By Mariya Gordeyeva
ALMATY (Reuters) – Kazakhstan plans to provide more than $1 billion in aid to at least four local banks after an asset quality review revealed holes in their balance sheets that require capital injections, two sources familiar with the plans told Reuters.
The move follows previous bailouts that have cost the oil-producing Central Asian nation more than $13 billion (10 billion pounds) but have still not resuscitated a banking system riddled with bad loans after a property price crash and a currency devaluation.
New bailouts could necessitate extra borrowing by the government or, if they are once again financed by the central bank, put pressure on the tenge <KZT=> currency.

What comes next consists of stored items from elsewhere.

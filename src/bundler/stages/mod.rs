//! Pipeline stages around the packager run.
//!
//! - [`clean`] - workspace and stale file removal
//! - [`stage`] - onedir extras and release folder rename
//! - [`verify`] - artifact existence, size and checksum

pub mod clean;
pub mod stage;
pub mod verify;

pub use clean::{CleanReport, clean, clean_patterns, clean_workspaces};
pub use stage::{StagingReport, copy_extras, rename_release};
pub use verify::{Verification, verify_artifact};
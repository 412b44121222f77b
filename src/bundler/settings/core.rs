//! Core Settings struct and implementations.

use super::{
    BundleMode, CleanSettings, DataMapping, PackageSettings, PackagerOptions, PackagerSettings,
    StagingSettings, Target,
};
use std::path::{Path, PathBuf};

/// Validated build configuration.
///
/// Constructed via [`SettingsBuilder`](super::SettingsBuilder). Every path held
/// here is absolute and resolved against the project directory, so stages can
/// run regardless of the process working directory.
///
/// # Examples
///
/// ```no_run
/// use grp_build::bundler::{PackageSettings, SettingsBuilder};
///
/// # fn example() -> grp_build::bundler::Result<()> {
/// let settings = SettingsBuilder::new()
///     .project_dir(".")
///     .package_settings(PackageSettings {
///         name: "GRP_v1.0.0".into(),
///         entry: "main.py".into(),
///         ..Default::default()
///     })
///     .build()?;
/// println!("artifact: {}", settings.artifact_path().display());
/// # Ok(())
/// # }
/// ```
#[derive(Clone, Debug)]
pub struct Settings {
    /// Package metadata, entry and icon already resolved.
    package: PackageSettings,

    /// Project root all relative descriptor paths were resolved against.
    project_dir: PathBuf,

    /// Packager layout.
    mode: BundleMode,

    /// Operating system the artifact is named for.
    target: Target,

    /// Toggles written into the spec.
    options: PackagerOptions,

    /// Packager executable.
    packager: PackagerSettings,

    /// Build/dist directories (absolute) and stale file patterns.
    clean: CleanSettings,

    /// Onedir staging, sources resolved.
    staging: StagingSettings,

    /// Files that must exist before anything is deleted.
    required_files: Vec<PathBuf>,

    /// Directories that must exist before anything is deleted.
    required_dirs: Vec<PathBuf>,
}

impl Settings {
    /// Returns the executable name, without extension.
    pub fn name(&self) -> &str {
        &self.package.name
    }

    /// Returns the version string if one was configured.
    pub fn version(&self) -> Option<&str> {
        self.package.version.as_deref()
    }

    /// Returns the project root.
    pub fn project_dir(&self) -> &Path {
        &self.project_dir
    }

    /// Returns the entry script.
    pub fn entry(&self) -> &Path {
        &self.package.entry
    }

    /// Returns the icon resource.
    pub fn icon(&self) -> Option<&Path> {
        self.package.icon.as_deref()
    }

    /// Returns the bundled data mappings.
    pub fn data(&self) -> &[DataMapping] {
        &self.package.data
    }

    /// Returns the forced module includes.
    pub fn hidden_imports(&self) -> &[String] {
        &self.package.hidden_imports
    }

    /// Returns the module exclusions.
    pub fn excludes(&self) -> &[String] {
        &self.package.excludes
    }

    /// Returns the packager layout.
    pub fn mode(&self) -> BundleMode {
        self.mode
    }

    /// Returns the artifact naming target.
    pub fn target(&self) -> Target {
        self.target
    }

    /// Returns the packager toggles.
    pub fn options(&self) -> &PackagerOptions {
        &self.options
    }

    /// Returns the packager executable settings.
    pub fn packager(&self) -> &PackagerSettings {
        &self.packager
    }

    /// Returns the clean configuration.
    pub fn clean(&self) -> &CleanSettings {
        &self.clean
    }

    /// Returns the staging configuration.
    pub fn staging(&self) -> &StagingSettings {
        &self.staging
    }

    /// Returns the files required before building.
    pub fn required_files(&self) -> &[PathBuf] {
        &self.required_files
    }

    /// Returns the directories required before building.
    pub fn required_dirs(&self) -> &[PathBuf] {
        &self.required_dirs
    }

    /// Returns the packager work directory.
    pub fn build_dir(&self) -> &Path {
        &self.clean.build_dir
    }

    /// Returns the packager output directory.
    pub fn dist_dir(&self) -> &Path {
        &self.clean.dist_dir
    }

    /// Returns where the generated spec file is written.
    pub fn spec_path(&self) -> PathBuf {
        self.build_dir().join(format!("{}.spec", self.name()))
    }

    /// Returns the artifact file name.
    ///
    /// Appends `.exe` when the target is Windows.
    pub fn artifact_file_name(&self) -> String {
        if self.target.is_windows() {
            format!("{}.exe", self.name())
        } else {
            self.name().to_string()
        }
    }

    /// Returns the folder the packager writes in onedir mode.
    pub fn bundle_dir(&self) -> PathBuf {
        self.dist_dir().join(self.name())
    }

    /// Returns the folder holding the artifact after staging.
    ///
    /// Equal to [`Settings::bundle_dir`] unless a release folder name is set.
    pub fn release_dir(&self) -> PathBuf {
        match &self.staging.release_dir {
            Some(release) => self.dist_dir().join(release),
            None => self.bundle_dir(),
        }
    }

    /// Returns the expected output artifact path.
    ///
    /// - onefile: `dist/<name>[.exe]`
    /// - onedir: `dist/<release_dir or name>/<name>[.exe]`
    pub fn artifact_path(&self) -> PathBuf {
        match self.mode {
            BundleMode::OneFile => self.dist_dir().join(self.artifact_file_name()),
            BundleMode::OneDir => self.release_dir().join(self.artifact_file_name()),
        }
    }

    /// Creates a new Settings instance (used by SettingsBuilder).
    #[allow(clippy::too_many_arguments)]
    pub(super) fn new(
        package: PackageSettings,
        project_dir: PathBuf,
        mode: BundleMode,
        target: Target,
        options: PackagerOptions,
        packager: PackagerSettings,
        clean: CleanSettings,
        staging: StagingSettings,
        required_files: Vec<PathBuf>,
        required_dirs: Vec<PathBuf>,
    ) -> Self {
        Self {
            package,
            project_dir,
            mode,
            target,
            options,
            packager,
            clean,
            staging,
            required_files,
            required_dirs,
        }
    }
}
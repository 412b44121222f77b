//! Error types for the build pipeline.
//!
//! [`Error`] covers everything that can go wrong inside the pipeline stages.
//! [`ErrorExt`] attaches an operation and a path to filesystem errors, and
//! [`Context`] turns `Option`/foreign `Result` values into [`Error`]s.

use std::{
    fmt::Display,
    path::{Path, PathBuf},
};
use thiserror::Error;

/// Result type alias for pipeline operations.
pub type Result<T> = std::result::Result<T, Error>;

/// Errors produced by pipeline stages.
#[derive(Error, Debug)]
pub enum Error {
    /// Free-form error message.
    #[error("{0}")]
    GenericError(String),

    /// IO error without path context.
    #[error("IO error: {0}")]
    IoError(#[from] std::io::Error),

    /// Filesystem error with the operation and the path involved.
    #[error("{context} ({path}): {error}", path = .path.display())]
    Fs {
        /// What was being done
        context: &'static str,
        /// Path the operation failed on
        path: PathBuf,
        /// Underlying error
        #[source]
        error: std::io::Error,
    },

    /// External command could not be started.
    #[error("failed to run `{command}`: {error}")]
    CommandFailed {
        /// Command line that was attempted
        command: String,
        /// Spawn error
        #[source]
        error: std::io::Error,
    },

    /// Descriptor is missing a value or holds an invalid one.
    #[error("invalid build descriptor: {0}")]
    Descriptor(String),

    /// Required inputs are absent; nothing was touched.
    #[error("missing required inputs: {}", .0.iter().map(|p| p.display().to_string()).collect::<Vec<_>>().join(", "))]
    MissingInputs(Vec<PathBuf>),

    /// Clean pattern could not be compiled.
    #[error("invalid clean pattern: {0}")]
    Glob(#[from] glob::PatternError),

    /// Directory traversal failed.
    #[error("directory walk failed: {0}")]
    WalkDir(#[from] walkdir::Error),

    /// Path was not below the expected root.
    #[error("path prefix error: {0}")]
    StripPrefix(#[from] std::path::StripPrefixError),

    /// Spec template failed to render.
    #[error("failed to render packager spec: {0}")]
    Template(#[from] handlebars::RenderError),
}

/// Attaches filesystem context to IO results.
pub trait ErrorExt<T> {
    /// Wraps the error in [`Error::Fs`] with the given operation and path.
    fn fs_context(self, context: &'static str, path: impl AsRef<Path>) -> Result<T>;
}

impl<T> ErrorExt<T> for std::result::Result<T, std::io::Error> {
    fn fs_context(self, context: &'static str, path: impl AsRef<Path>) -> Result<T> {
        self.map_err(|error| Error::Fs {
            context,
            path: path.as_ref().to_path_buf(),
            error,
        })
    }
}

/// Converts missing values and foreign errors into [`Error::GenericError`].
pub trait Context<T> {
    /// Adds a message describing what was expected.
    fn context<C: Display>(self, context: C) -> Result<T>;
}

impl<T> Context<T> for Option<T> {
    fn context<C: Display>(self, context: C) -> Result<T> {
        self.ok_or_else(|| Error::GenericError(context.to_string()))
    }
}

impl<T, E: std::error::Error> Context<T> for std::result::Result<T, E> {
    fn context<C: Display>(self, context: C) -> Result<T> {
        self.map_err(|e| Error::GenericError(format!("{context}: {e}")))
    }
}

/// Returns early with a formatted [`Error::GenericError`].
#[macro_export]
macro_rules! bail {
    ($($arg:tt)*) => {
        return Err($crate::bundler::Error::GenericError(format!($($arg)*)))
    };
}

#[cfg(test)]
mod tests {
    use super::*;

    #[test]
    fn fs_context_keeps_path_and_operation() {
        let err: Result<()> = Err(std::io::Error::from(std::io::ErrorKind::PermissionDenied))
            .fs_context("removing directory", "/tmp/build");
        let message = err.unwrap_err().to_string();
        assert!(message.starts_with("removing directory (/tmp/build)"), "{message}");
    }

    #[test]
    fn option_context_becomes_generic_error() {
        let value: Option<u8> = None;
        let err = value.context("entry is required").unwrap_err();
        assert!(matches!(err, Error::GenericError(ref m) if m == "entry is required"));
    }
}
//! Build descriptor loading from a single TOML file

use crate::bundler::{
    BundleMode, CleanSettings, DataMapping, PackageSettings, PackagerOptions, PackagerSettings,
    Settings, SettingsBuilder, StagingSettings, Target,
};
use crate::error::{BuildError, CliError, Result};
use serde::Deserialize;
use std::path::{Path, PathBuf};

/// Descriptor file name looked up in the project directory.
pub const DEFAULT_DESCRIPTOR: &str = "grp-build.toml";

/// Build descriptor as written in `grp-build.toml`.
///
/// Paths are relative to the project directory. Unknown keys are rejected so
/// typos do not silently fall back to defaults.
#[derive(Debug, Deserialize)]
#[serde(deny_unknown_fields)]
pub struct BuildDescriptor {
    /// Output executable name, without extension
    pub name: String,

    /// Version string, a leading `v` is allowed
    #[serde(default)]
    pub version: Option<String>,

    /// Entry script
    pub entry: PathBuf,

    /// Icon resource
    #[serde(default)]
    pub icon: Option<PathBuf>,

    /// Packager layout
    #[serde(default)]
    pub mode: BundleMode,

    /// Artifact naming target
    #[serde(default)]
    pub target: Target,

    /// Final onedir folder name
    #[serde(default)]
    pub release_dir: Option<String>,

    #[serde(default)]
    pub hidden_imports: Vec<String>,

    #[serde(default)]
    pub excludes: Vec<String>,

    #[serde(default)]
    pub required_files: Vec<PathBuf>,

    #[serde(default)]
    pub required_dirs: Vec<PathBuf>,

    #[serde(default)]
    pub extra_files: Vec<PathBuf>,

    #[serde(default)]
    pub extra_dirs: Vec<PathBuf>,

    /// `[[data]]` mappings
    #[serde(default)]
    pub data: Vec<DataMapping>,

    /// `[options]` table
    #[serde(default)]
    pub options: PackagerOptions,

    /// `[packager]` table
    #[serde(default)]
    pub packager: PackagerSettings,

    /// `[clean]` table
    #[serde(default)]
    pub clean: CleanSettings,
}

impl BuildDescriptor {
    /// Parse descriptor text.
    pub fn parse(text: &str) -> Result<Self> {
        Ok(toml::from_str(text)?)
    }

    /// Validate and resolve into [`Settings`] against `project_dir`.
    pub fn into_settings(self, project_dir: &Path) -> Result<Settings> {
        let settings = SettingsBuilder::new()
            .project_dir(project_dir)
            .package_settings(PackageSettings {
                name: self.name,
                version: self.version,
                entry: self.entry,
                icon: self.icon,
                data: self.data,
                hidden_imports: self.hidden_imports,
                excludes: self.excludes,
            })
            .mode(self.mode)
            .target(self.target)
            .options(self.options)
            .packager(self.packager)
            .clean(self.clean)
            .staging(StagingSettings {
                release_dir: self.release_dir,
                extra_files: self.extra_files,
                extra_dirs: self.extra_dirs,
            })
            .required_files(self.required_files)
            .required_dirs(self.required_dirs)
            .build()?;
        Ok(settings)
    }
}

/// Read and parse a descriptor file.
pub fn load_descriptor(path: &Path) -> Result<BuildDescriptor> {
    let text = std::fs::read_to_string(path).map_err(|e| {
        BuildError::Cli(CliError::DescriptorUnreadable {
            path: path.display().to_string(),
            reason: e.to_string(),
        })
    })?;

    let descriptor = BuildDescriptor::parse(&text)?;
    log::debug!(
        "Loaded descriptor {} ({} hidden imports, {} data mappings)",
        path.display(),
        descriptor.hidden_imports.len(),
        descriptor.data.len()
    );
    Ok(descriptor)
}

/// Load a descriptor and resolve it into [`Settings`].
///
/// Relative paths resolve against `project_dir` when given, otherwise
/// against the directory holding the descriptor.
pub fn load_settings(descriptor_path: &Path, project_dir: Option<&Path>) -> Result<Settings> {
    let descriptor = load_descriptor(descriptor_path)?;
    let root = match project_dir {
        Some(dir) => dir.to_path_buf(),
        None => descriptor_path
            .parent()
            .filter(|p| !p.as_os_str().is_empty())
            .map(Path::to_path_buf)
            .unwrap_or_else(|| PathBuf::from(".")),
    };
    descriptor.into_settings(&root)
}
//! Colored terminal output for pipeline progress.

use termcolor::{Color, ColorChoice, ColorSpec, StandardStream, WriteColor};
use std::io::{self, Write};

const RULE_WIDTH: usize = 70;

/// A closed reader (`grp-build | head -1`) must not stop a running build.
fn ignore_broken_pipe(result: io::Result<()>) -> io::Result<()> {
    match result {
        Err(e) if e.kind() == io::ErrorKind::BrokenPipe => Ok(()),
        other => other,
    }
}

/// Writes user-facing status lines.
///
/// Normal output goes to stdout, warnings and errors to stderr. Quiet mode
/// keeps only errors; verbose mode adds detail lines.
#[derive(Debug, Clone)]
pub struct OutputManager {
    verbose: bool,
    quiet: bool,
    color: ColorChoice,
}

impl OutputManager {
    /// Create an output manager with automatic color detection.
    pub fn new(verbose: bool, quiet: bool) -> Self {
        Self {
            verbose,
            quiet,
            color: ColorChoice::Auto,
        }
    }

    /// Output manager that prints nothing but errors.
    pub fn silent() -> Self {
        Self {
            verbose: false,
            quiet: true,
            color: ColorChoice::Never,
        }
    }

    /// Enable or disable colors.
    pub fn with_color(mut self, enabled: bool) -> Self {
        self.color = if enabled {
            ColorChoice::Auto
        } else {
            ColorChoice::Never
        };
        self
    }

    /// Returns true in verbose mode.
    pub fn is_verbose(&self) -> bool {
        self.verbose
    }

    /// Returns true in quiet mode.
    pub fn is_quiet(&self) -> bool {
        self.quiet
    }

    fn write_line(
        &self,
        to_stderr: bool,
        color: Option<Color>,
        bold: bool,
        prefix: &str,
        message: &str,
    ) -> io::Result<()> {
        ignore_broken_pipe(self.emit(to_stderr, color, bold, prefix, message))
    }

    fn emit(
        &self,
        to_stderr: bool,
        color: Option<Color>,
        bold: bool,
        prefix: &str,
        message: &str,
    ) -> io::Result<()> {
        let mut stream = if to_stderr {
            StandardStream::stderr(self.color)
        } else {
            StandardStream::stdout(self.color)
        };

        if color.is_some() || bold {
            let mut spec = ColorSpec::new();
            spec.set_fg(color).set_bold(bold);
            stream.set_color(&spec)?;
            write!(stream, "{prefix}")?;
            stream.reset()?;
        } else {
            write!(stream, "{prefix}")?;
        }
        writeln!(stream, "{message}")?;
        stream.flush()
    }

    /// Print a section header framed by rules.
    pub fn section(&self, title: &str) -> io::Result<()> {
        if self.quiet {
            return Ok(());
        }
        let rule = "=".repeat(RULE_WIDTH);
        self.write_line(false, None, false, "", "")?;
        self.write_line(false, Some(Color::Cyan), false, &rule, "")?;
        self.write_line(false, None, true, title, "")?;
        self.write_line(false, Some(Color::Cyan), false, &rule, "")
    }

    /// Print a progress step.
    pub fn progress(&self, message: &str) -> io::Result<()> {
        if self.quiet {
            return Ok(());
        }
        self.write_line(false, Some(Color::Blue), true, "▸ ", message)
    }

    /// Print a success line.
    pub fn success(&self, message: &str) -> io::Result<()> {
        if self.quiet {
            return Ok(());
        }
        self.write_line(false, Some(Color::Green), true, "  ✓ ", message)
    }

    /// Print a warning line.
    pub fn warn(&self, message: &str) -> io::Result<()> {
        if self.quiet {
            return Ok(());
        }
        self.write_line(true, Some(Color::Yellow), true, "  ⚠ ", message)
    }

    /// Print an error line. Shown even in quiet mode.
    pub fn error(&self, message: &str) -> io::Result<()> {
        self.write_line(true, Some(Color::Red), true, "  ✗ ", message)
    }

    /// Print indented text.
    pub fn indent(&self, message: &str) -> io::Result<()> {
        if self.quiet {
            return Ok(());
        }
        self.write_line(false, None, false, "    ", message)
    }

    /// Print a detail line in verbose mode only.
    pub fn verbose(&self, message: &str) -> io::Result<()> {
        if !self.verbose || self.quiet {
            return Ok(());
        }
        self.write_line(false, Some(Color::White), false, "    · ", message)
    }

    /// Print an empty line.
    pub fn blank(&self) -> io::Result<()> {
        if self.quiet {
            return Ok(());
        }
        self.write_line(false, None, false, "", "")
    }
}

#[cfg(test)]
mod tests {
    use super::*;

    #[test]
    fn broken_pipe_is_swallowed() {
        let closed = Err(io::Error::from(io::ErrorKind::BrokenPipe));
        assert!(ignore_broken_pipe(closed).is_ok());
    }

    #[test]
    fn other_write_errors_still_surface() {
        let denied = Err(io::Error::from(io::ErrorKind::PermissionDenied));
        assert_eq!(
            ignore_broken_pipe(denied).unwrap_err().kind(),
            io::ErrorKind::PermissionDenied
        );
    }

    #[test]
    fn silent_manager_is_quiet_and_colorless() {
        let output = OutputManager::silent();
        assert!(output.is_quiet());
        assert!(!output.is_verbose());
        assert!(output.success("not shown").is_ok());
    }
}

The asset quality review, begun this year, is due to be completed by the end of December. But three bankers familiar with the process said it has already shown that four medium-sized lenders need extra capital to write off bad loans.
The three sources also said the authorities were determined to provide financial aid to all four, but the terms of such assistance were yet to be agreed.
Kazakhstan’s central bank has not replied to a request for comment on the matter.
Central bank governor Yerbolat Dosayev said in October the bank planned to launch an aid programme next year that would be open to all banks. The asset quality review covered the 14 largest banks out of Kazakhstan’s 27.
One of the sources said the fresh aid package could be worth up to 1 trillion tenge (2 billion pounds), while another source said it would cost more than the previous aid programme which totalled 410 billion tenge and could involve more than four banks.
Kazakhstan’s total central government spending next year has been set at 12.9 trillion tenge.